DATA TO USE:
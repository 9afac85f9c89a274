//! Outbound JSON shape for generation callers.

use serde::{Deserialize, Serialize};
use uuid::Uuid;

use super::PipelineError;

/// `{"success": true, "workoutId": ...}` or
/// `{"success": false, "error": ..., "errorType": ...}`.
#[derive(Debug, Clone, PartialEq, Eq, Serialize, Deserialize)]
#[serde(rename_all = "camelCase")]
pub struct GenerationResponse {
    pub success: bool,
    #[serde(default, skip_serializing_if = "Option::is_none")]
    pub workout_id: Option<Uuid>,
    #[serde(default, skip_serializing_if = "Option::is_none")]
    pub error: Option<String>,
    #[serde(default, skip_serializing_if = "Option::is_none")]
    pub error_type: Option<String>,
}

impl GenerationResponse {
    pub fn success(workout_id: Uuid) -> Self {
        Self {
            success: true,
            workout_id: Some(workout_id),
            error: None,
            error_type: None,
        }
    }

    pub fn failure(err: &PipelineError) -> Self {
        Self {
            success: false,
            workout_id: None,
            error: Some(err.user_message()),
            error_type: Some(err.error_type().to_owned()),
        }
    }

    pub fn from_result<T>(result: &Result<T, PipelineError>, id: impl Fn(&T) -> Uuid) -> Self {
        match result {
            Ok(value) => Self::success(id(value)),
            Err(err) => Self::failure(err),
        }
    }
}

EXERCISE: Copy every record once more, exactly as given.

TASK OUTPUT:
repository 9afac85f9c89a274
//! Outbound JSON shape for generation callers.

use serde::{Deserialize, Serialize};
use uuid::Uuid;

use super::PipelineError;

/// `{"success": true, "workoutId": ...}` or
/// `{"success": false, "error": ..., "errorType": ...}`.
#[derive(Debug, Clone, PartialEq, Eq, Serialize, Deserialize)]
#[serde(rename_all = "camelCase")]
pub struct GenerationResponse {
    pub success: bool,
    #[serde(default, skip_serializing_if = "Option::is_none")]
    pub workout_id: Option<Uuid>,
    #[serde(default, skip_serializing_if = "Option::is_none")]
    pub error: Option<String>,
    #[serde(default, skip_serializing_if = "Option::is_none")]
    pub error_type: Option<String>,
}

impl GenerationResponse {
    pub fn success(workout_id: Uuid) -> Self {
        Self {
            success: true,
            workout_id: Some(workout_id),
            error: None,
            error_type: None,
        }
    }

    pub fn failure(err: &PipelineError) -> Self {
        Self {
            success: false,
            workout_id: None,
            error: Some(err.user_message()),
            error_type: Some(err.error_type().to_owned()),
        }
    }

    pub fn from_result<T>(result: &Result<T, PipelineError>, id: impl Fn(&T) -> Uuid) -> Self {
        match result {
            Ok(value) => Self::success(id(value)),
            Err(err) => Self::failure(err),
        }
    }
}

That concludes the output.